#[cfg(test)]
mod tests {
    use super::*;
    use crate::webrtc::fake::{shared_tracks, FakeEngine, FakePeer, Gathering};
    use crate::webrtc::signaling::IceCandidate;
    use futures::channel::mpsc as fmpsc;
    use serde_json::Value;
    use std::time::Instant;
    use tokio::task::JoinHandle;
    use tokio::time::{sleep, timeout};

    type Inbound = std::result::Result<SignalFrame, TransportError>;

    struct Client {
        tx: fmpsc::UnboundedSender<Inbound>,
        rx: fmpsc::UnboundedReceiver<String>,
        task: JoinHandle<Result<()>>,
    }

    impl Client {
        fn send_text(&self, text: &str) {
            self.tx
                .unbounded_send(Ok(SignalFrame::Text(text.to_string())))
                .unwrap();
        }

        async fn recv(&mut self) -> Value {
            let text = timeout(Duration::from_secs(2), self.rx.next())
                .await
                .expect("timed out waiting for message")
                .expect("socket closed");
            serde_json::from_str(&text).unwrap()
        }

        async fn assert_silent(&mut self, wait: Duration) {
            if let Ok(Some(text)) = timeout(wait, self.rx.next()).await {
                panic!("unexpected message: {}", text);
            }
        }
    }

    fn connect(
        engine: &Arc<FakeEngine>,
        registry: &Arc<SessionRegistry>,
        tracks: Vec<SharedTrack>,
        gather_timeout: Duration,
    ) -> Client {
        let (tx, inbound) = fmpsc::unbounded();
        let (outbound, rx) = fmpsc::unbounded();
        let ctx = SessionContext {
            engine: engine.clone(),
            registry: registry.clone(),
            tracks,
            ice_gather_timeout: gather_timeout,
        };
        let task = tokio::spawn(run_session(ctx, inbound, outbound));
        Client { tx, rx, task }
    }

    async fn wait_for(mut cond: impl FnMut() -> bool) {
        for _ in 0..200 {
            if cond() {
                return;
            }
            sleep(Duration::from_millis(5)).await;
        }
        panic!("condition not reached");
    }

    async fn peer_at(engine: &FakeEngine, index: usize) -> Arc<FakePeer> {
        wait_for(|| engine.peer(index).is_some()).await;
        engine.peer(index).unwrap()
    }

    fn offer(sdp: &str) -> String {
        format!(r#"{{"type":"offer","sdp":{{"type":"offer","sdp":"{}"}}}}"#, sdp)
    }

    #[tokio::test]
    async fn test_answer_sent_once_after_gather_timeout() {
        let engine = FakeEngine::new(Gathering::Never);
        let registry = Arc::new(SessionRegistry::new());
        let mut client = connect(&engine, &registry, Vec::new(), Duration::from_millis(100));
        let peer = peer_at(&engine, 0).await;
        wait_for(|| registry.len() == 1).await;

        let started = Instant::now();
        client.send_text(&offer("v=0"));

        let msg = client.recv().await;
        assert!(started.elapsed() >= Duration::from_millis(100));
        assert_eq!(msg["type"], "answer");
        assert_eq!(msg["sdp"]["type"], "answer");
        assert_eq!(msg["sdp"]["sdp"], format!("answer-{}-1", peer.id));

        client.assert_silent(Duration::from_millis(250)).await;
        let session = registry.get(&peer.id).unwrap();
        assert_eq!(session.state(), SessionState::Negotiating);
    }

    #[tokio::test]
    async fn test_immediate_gathering_answers_early() {
        let engine = FakeEngine::new(Gathering::Immediate);
        let registry = Arc::new(SessionRegistry::new());
        let mut client = connect(&engine, &registry, Vec::new(), Duration::from_secs(30));
        peer_at(&engine, 0).await;

        let started = Instant::now();
        client.send_text(&offer("v=0"));
        let msg = client.recv().await;

        assert_eq!(msg["type"], "answer");
        assert!(started.elapsed() < Duration::from_secs(5));
    }

    #[tokio::test]
    async fn test_malformed_offer_keeps_session() {
        let engine = FakeEngine::new(Gathering::Immediate);
        let registry = Arc::new(SessionRegistry::new());
        let mut client = connect(&engine, &registry, Vec::new(), Duration::from_secs(5));
        let peer = peer_at(&engine, 0).await;
        wait_for(|| registry.len() == 1).await;

        client.send_text(r#"{"type":"offer","sdp":{}}"#);
        client.send_text(r#"{"type":"offer","sdp":{"sdp":""}}"#);
        client.send_text("not json");
        client.send_text(r#"{"sdp":"missing type"}"#);
        client.assert_silent(Duration::from_millis(100)).await;

        assert_eq!(registry.len(), 1);
        assert!(peer.remote.lock().is_none());
        assert_eq!(
            registry.get(&peer.id).unwrap().state(),
            SessionState::Connecting
        );

        client.send_text(&offer("v=0"));
        assert_eq!(client.recv().await["type"], "answer");
    }

    #[tokio::test]
    async fn test_unknown_type_ignored() {
        let engine = FakeEngine::new(Gathering::Immediate);
        let registry = Arc::new(SessionRegistry::new());
        let mut client = connect(&engine, &registry, Vec::new(), Duration::from_secs(5));
        peer_at(&engine, 0).await;

        client.send_text(r#"{"type":"bye"}"#);
        client.send_text(&offer("v=0"));

        assert_eq!(client.recv().await["type"], "answer");
        assert_eq!(registry.len(), 1);
    }

    #[tokio::test]
    async fn test_candidates_pass_through() {
        let engine = FakeEngine::new(Gathering::Never);
        let registry = Arc::new(SessionRegistry::new());
        let mut client = connect(&engine, &registry, Vec::new(), Duration::from_secs(5));
        let peer = peer_at(&engine, 0).await;

        client.send_text(r#"{"type":"candidate","candidate":{"candidate":"bad"}}"#);
        client.send_text(
            r#"{"type":"candidate","candidate":{"candidate":"c0","sdpMid":"0","sdpMLineIndex":0}}"#,
        );
        wait_for(|| peer.candidates.lock().len() == 1).await;
        assert_eq!(
            peer.candidates.lock()[0],
            IceCandidate::new("c0").with_mid("0", 0)
        );

        engine.emit(
            0,
            PeerEvent::LocalCandidate(Some(IceCandidate::new("c1").with_mid("0", 0))),
        );
        let msg = client.recv().await;
        assert_eq!(msg["type"], "candidate");
        assert_eq!(msg["candidate"]["candidate"], "c1");
        assert_eq!(msg["candidate"]["sdpMid"], "0");
        assert_eq!(msg["candidate"]["sdpMLineIndex"], 0);

        engine.emit(0, PeerEvent::LocalCandidate(None));
        client.assert_silent(Duration::from_millis(100)).await;
        assert_eq!(registry.len(), 1);
    }

    #[tokio::test]
    async fn test_second_offer_replaces_pending_answer() {
        let engine = FakeEngine::new(Gathering::Never);
        let registry = Arc::new(SessionRegistry::new());
        let mut client = connect(&engine, &registry, Vec::new(), Duration::from_millis(200));
        let peer = peer_at(&engine, 0).await;

        client.send_text(&offer("v=1"));
        sleep(Duration::from_millis(50)).await;
        client.send_text(&offer("v=2"));

        let msg = client.recv().await;
        assert_eq!(msg["sdp"]["sdp"], format!("answer-{}-2", peer.id));
        client.assert_silent(Duration::from_millis(400)).await;
    }

    #[tokio::test]
    async fn test_connected_state_tracked() {
        let engine = FakeEngine::new(Gathering::Immediate);
        let registry = Arc::new(SessionRegistry::new());
        let _client = connect(&engine, &registry, Vec::new(), Duration::from_secs(5));
        let peer = peer_at(&engine, 0).await;
        wait_for(|| registry.len() == 1).await;

        engine.emit(0, PeerEvent::StateChanged(ConnectionState::Connected));
        let session = registry.get(&peer.id).unwrap();
        wait_for(|| session.state() == SessionState::Connected).await;
    }

    #[tokio::test]
    async fn test_terminal_state_tears_down_once() {
        let engine = FakeEngine::new(Gathering::Immediate);
        let registry = Arc::new(SessionRegistry::new());
        let mut client = connect(&engine, &registry, Vec::new(), Duration::from_secs(5));
        let peer = peer_at(&engine, 0).await;
        wait_for(|| registry.len() == 1).await;
        let session = registry.get(&peer.id).unwrap();

        engine.emit(0, PeerEvent::StateChanged(ConnectionState::Failed));
        engine.emit(0, PeerEvent::StateChanged(ConnectionState::Closed));

        client.task.await.unwrap().unwrap();
        assert_eq!(peer.close_count(), 1);
        assert!(registry.is_empty());
        assert_eq!(session.state(), SessionState::Closed);
        assert!(client.rx.next().await.is_none());

        // A late close from shutdown is a no-op
        assert!(!session.close_peer().await);
        assert_eq!(peer.close_count(), 1);
    }

    #[tokio::test]
    async fn test_transport_end_tears_down() {
        let engine = FakeEngine::new(Gathering::Immediate);
        let registry = Arc::new(SessionRegistry::new());

        let client = connect(&engine, &registry, Vec::new(), Duration::from_secs(5));
        let first = peer_at(&engine, 0).await;
        drop(client.tx);
        client.task.await.unwrap().unwrap();
        assert_eq!(first.close_count(), 1);

        let client = connect(&engine, &registry, Vec::new(), Duration::from_secs(5));
        let second = peer_at(&engine, 1).await;
        client
            .tx
            .unbounded_send(Err(TransportError::from_message("Connection reset by peer")))
            .unwrap();
        client.task.await.unwrap().unwrap();
        assert_eq!(second.close_count(), 1);

        assert!(registry.is_empty());
    }

    #[tokio::test]
    async fn test_sessions_share_tracks_independently() {
        let engine = FakeEngine::new(Gathering::Immediate);
        let registry = Arc::new(SessionRegistry::new());
        let tracks = shared_tracks();

        let a = connect(&engine, &registry, tracks.clone(), Duration::from_secs(5));
        let peer_a = peer_at(&engine, 0).await;
        let mut b = connect(&engine, &registry, tracks.clone(), Duration::from_secs(5));
        let peer_b = peer_at(&engine, 1).await;
        wait_for(|| registry.len() == 2).await;

        assert_eq!(peer_a.tracks.lock().len(), 2);
        assert_eq!(peer_b.tracks.lock().len(), 2);

        a.tx.unbounded_send(Ok(SignalFrame::Close)).unwrap();
        a.task.await.unwrap().unwrap();

        assert_eq!(peer_a.close_count(), 1);
        assert_eq!(peer_b.close_count(), 0);
        assert_eq!(registry.len(), 1);
        assert!(registry.get(&peer_b.id).is_some());
        assert!(tracks.iter().all(|t| !t.is_closed()));

        b.send_text(&offer("v=0"));
        assert_eq!(b.recv().await["type"], "answer");
    }

    #[test]
    fn test_transport_error_classification() {
        assert!(TransportError::from_message("Connection reset by peer").is_expected());
        assert!(TransportError::from_message("Connection closed normally").is_expected());
        assert!(TransportError::from_message("unexpected EOF").is_expected());
        assert!(!TransportError::from_message("invalid UTF-8 in frame").is_expected());
        assert!(!TransportError::new("x", false).is_expected());
    }
}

--------------------------------

- Activity: In which lines of the records does the word "lock" appear? Copy each of them.

- Reply to the task:
        assert!(peer.remote.lock().is_none());
        wait_for(|| peer.candidates.lock().len() == 1).await;
            peer.candidates.lock()[0],
        assert_eq!(peer_a.tracks.lock().len(), 2);
        assert_eq!(peer_b.tracks.lock().len(), 2);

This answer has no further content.